Answer: Kerry Hogan, Psychoeducational Therapist, Chapel Hill TEACCH Center

Thanks for your question, Irene. I have to admit, children who sing their first words have always charmed me. If it is any reassurance, almost all of these children are now talking, but I know it is frustrating to hear him sing but not really communicate.

The crux of this issue really is "communication" in the broad sense of the word. Your son may be saying words when he is humming or imitating a tune but he probably doesn't recognize that the words to the song are the same words people use when talking to each other. Think of when you learned the song, "Frere Jacque." You may have known all the sounds to sing it in French, but had no idea what the words were, or what the song was about. Many children with autism, enjoy music, learn tunes and even lyrics but for them it is also like learning a song in an unknown language.

Even though your son is nonverbal, he is probably communicating in lots of ways. He may take you by the hand and show you things, bring you objects he wants, yell when he's mad, and sing when he's happy. The quickest way to turn that communication into language is to capitalize on the ways that he is already communicating. If he brings you the car keys when he wants to go to the park, keep a photo of the park nearby and repeat the word, "park" when you show him the picture. Use any visual information in the environment that is meaningful to him to supplement language so that he begins to associate words with the ways he is already communicating. Try to keep your language brief and be sure to use consistent words and phrases so that he begins to memorize them in the same situation he hears them.

Although you may be using other means to develop his language skills, I wouldn't want you to ignore all that interest in music. I have taught some words by singing to children who like music. What I do, however, is try to make short songs that are very meaningful and that I can associate with visual information so that the lyrics really become associated with communicating and not just singing. If your son enjoys puzzles, take out one of his favorites and only give him half the pieces. Then when he needs a new piece sing a short phrase like, "I need more," and see if he will imitate it. Give him the piece whether or not he imitates it since you want the experience of trying to communicate to be fun and motivating. Repeat the game at snack time or in other situations where he might use that phrase.

Create many opportunities for communicating throughout the day and experiment with songs, pictures, objects, and talking to see which is most meaningful and interesting to your son.

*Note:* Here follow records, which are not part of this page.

//! HTTP clients for the collaborator services.

use async_trait::async_trait;
use serde::{Deserialize, Serialize};
use tracing::{debug, warn};

use super::{
    CollaboratorError, ContentGenerator, Notifier, NotifyReport, PollDraft, Signal, SignalSource,
};
use crate::polls::{Poll, PollKind};

async fn read_json<T: serde::de::DeserializeOwned>(
    endpoint: &str,
    response: reqwest::Response,
) -> Result<T, CollaboratorError> {
    let status = response.status();
    if !status.is_success() {
        let body = response.text().await.unwrap_or_default();
        return Err(CollaboratorError::Status {
            endpoint: endpoint.to_string(),
            status: status.as_u16(),
            body,
        });
    }
    response
        .json::<T>()
        .await
        .map_err(|source| CollaboratorError::Decode {
            endpoint: endpoint.to_string(),
            source,
        })
}

/// `GET {url}?categories=a,b&limit=n` returning `{"signals": [...]}`.
#[derive(Debug, Clone)]
pub struct HttpSignalSource {
    client: reqwest::Client,
    url: String,
}

#[derive(Debug, Deserialize)]
struct SignalsResponse {
    signals: Vec<Signal>,
}

impl HttpSignalSource {
    pub fn new(client: reqwest::Client, url: impl Into<String>) -> Self {
        Self {
            client,
            url: url.into(),
        }
    }
}

#[async_trait]
impl SignalSource for HttpSignalSource {
    async fn fetch_trending(
        &self,
        categories: &[String],
        limit: usize,
    ) -> Result<Vec<Signal>, CollaboratorError> {
        let response = self
            .client
            .get(&self.url)
            .query(&[
                ("categories", categories.join(",")),
                ("limit", limit.to_string()),
            ])
            .send()
            .await
            .map_err(|source| CollaboratorError::Transport {
                endpoint: self.url.clone(),
                source,
            })?;

        let body: SignalsResponse = read_json(&self.url, response).await?;
        debug!(count = body.signals.len(), "Fetched trending signals");
        Ok(body.signals)
    }
}

/// `POST {url}` with `{"signals", "avoid_categories"}` returning `{"drafts": [...]}`.
#[derive(Debug, Clone)]
pub struct HttpContentGenerator {
    client: reqwest::Client,
    url: String,
}

#[derive(Debug, Serialize)]
struct GenerateRequest<'a> {
    signals: &'a [Signal],
    avoid_categories: &'a [String],
}

#[derive(Debug, Deserialize)]
struct GenerateResponse {
    drafts: Vec<PollDraft>,
}

impl HttpContentGenerator {
    pub fn new(client: reqwest::Client, url: impl Into<String>) -> Self {
        Self {
            client,
            url: url.into(),
        }
    }
}

#[async_trait]
impl ContentGenerator for HttpContentGenerator {
    async fn generate(
        &self,
        signals: &[Signal],
        avoid_categories: &[String],
    ) -> Result<Vec<PollDraft>, CollaboratorError> {
        let response = self
            .client
            .post(&self.url)
            .json(&GenerateRequest {
                signals,
                avoid_categories,
            })
            .send()
            .await
            .map_err(|source| CollaboratorError::Transport {
                endpoint: self.url.clone(),
                source,
            })?;

        let body: GenerateResponse = read_json(&self.url, response).await?;
        Ok(body.drafts)
    }
}

/// Posts a JSON announcement per opened poll to a webhook.
#[derive(Debug, Clone)]
pub struct WebhookNotifier {
    client: reqwest::Client,
    url: String,
}

#[derive(Debug, Serialize)]
struct Announcement<'a> {
    event: &'static str,
    kind: PollKind,
    poll: &'a Poll,
}

impl WebhookNotifier {
    pub fn new(client: reqwest::Client, url: impl Into<String>) -> Self {
        Self {
            client,
            url: url.into(),
        }
    }
}

#[async_trait]
impl Notifier for WebhookNotifier {
    async fn notify(&self, poll: &Poll, kind: PollKind) -> NotifyReport {
        let sent = self
            .client
            .post(&self.url)
            .json(&Announcement {
                event: "poll_opened",
                kind,
                poll,
            })
            .send()
            .await;

        match sent {
            Ok(response) if response.status().is_success() => NotifyReport {
                sent: 1,
                ..Default::default()
            },
            Ok(response) => {
                let status = response.status();
                warn!(poll_id = %poll.id, status = %status, "Webhook rejected announcement");
                NotifyReport {
                    errors: vec![format!("webhook returned {status}")],
                    ..Default::default()
                }
            }
            Err(e) => {
                warn!(poll_id = %poll.id, error = %e, "Webhook delivery failed");
                NotifyReport {
                    errors: vec![e.to_string()],
                    ..Default::default()
                }
            }
        }
    }
}

#[cfg(test)]
mod tests {
    use super::*;
    use crate::collaborators::http_client;
    use std::time::Duration;
    use wiremock::matchers::{body_partial_json, method, path, query_param};
    use wiremock::{Mock, MockServer, ResponseTemplate};

    fn client() -> reqwest::Client {
        http_client(Duration::from_secs(5)).unwrap()
    }

    #[tokio::test]
    async fn test_signal_source_sends_categories_and_limit() {
        let server = MockServer::start().await;
        Mock::given(method("GET"))
            .and(path("/trending"))
            .and(query_param("categories", "science,sports"))
            .and(query_param("limit", "5"))
            .respond_with(ResponseTemplate::new(200).set_body_json(serde_json::json!({
                "signals": [
                    {"title": "Comet visible tonight", "category": "science", "score": 0.9}
                ]
            })))
            .expect(1)
            .mount(&server)
            .await;

        let source = HttpSignalSource::new(client(), format!("{}/trending", server.uri()));
        let signals = source
            .fetch_trending(&["science".to_string(), "sports".to_string()], 5)
            .await
            .unwrap();

        assert_eq!(signals.len(), 1);
        assert_eq!(signals[0].title, "Comet visible tonight");
        assert_eq!(signals[0].summary, "");
    }

    #[tokio::test]
    async fn test_signal_source_surfaces_status() {
        let server = MockServer::start().await;
        Mock::given(method("GET"))
            .respond_with(ResponseTemplate::new(503).set_body_string("down"))
            .mount(&server)
            .await;

        let source = HttpSignalSource::new(client(), server.uri());
        let err = source.fetch_trending(&[], 5).await.unwrap_err();
        assert!(matches!(err, CollaboratorError::Status { status: 503, .. }));
    }

    #[tokio::test]
    async fn test_generator_posts_avoid_list() {
        let server = MockServer::start().await;
        Mock::given(method("POST"))
            .and(path("/generate"))
            .and(body_partial_json(serde_json::json!({
                "avoid_categories": ["sports"]
            })))
            .respond_with(ResponseTemplate::new(200).set_body_json(serde_json::json!({
                "drafts": [{
                    "category": "science",
                    "question": "Will you watch the comet?",
                    "choices": ["Yes", "No"],
                    "source_title": "Comet visible tonight"
                }]
            })))
            .mount(&server)
            .await;

        let generator = HttpContentGenerator::new(client(), format!("{}/generate", server.uri()));
        let drafts = generator
            .generate(&[], &["sports".to_string()])
            .await
            .unwrap();

        assert_eq!(drafts.len(), 1);
        assert_eq!(drafts[0].choices, vec!["Yes", "No"]);
    }

    #[tokio::test]
    async fn test_generator_rejects_malformed_body() {
        let server = MockServer::start().await;
        Mock::given(method("POST"))
            .respond_with(ResponseTemplate::new(200).set_body_string("not json"))
            .mount(&server)
            .await;

        let generator = HttpContentGenerator::new(client(), server.uri());
        let err = generator.generate(&[], &[]).await.unwrap_err();
        assert!(matches!(err, CollaboratorError::Decode { .. }));
    }
}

Using some combination of these language supplements will spark his interest in communicating. Some parents worry that using pictures and objects will discourage their child from speaking but we have found that the opposite is true. Once he is interested in, and understands communication as a process, language will probably not be far behind.

Finally, though this is not exactly related to your question about communication, I would like to put in a plug for music. Many of the children I work with love music and are motivated by chances to listen to, or make music. For these children, I think this is a wonderful interest that can be developed into social and leisure opportunities that can last a lifetime. Play around with music. Listen to different types of music, make your own instruments, learn the movements that go with popular songs, go to concerts in the park, or find other ways to incorporate music into your child's life. We all need hobbies and interests to round out our lives and this sounds like it could be a lovely interest to foster in your son.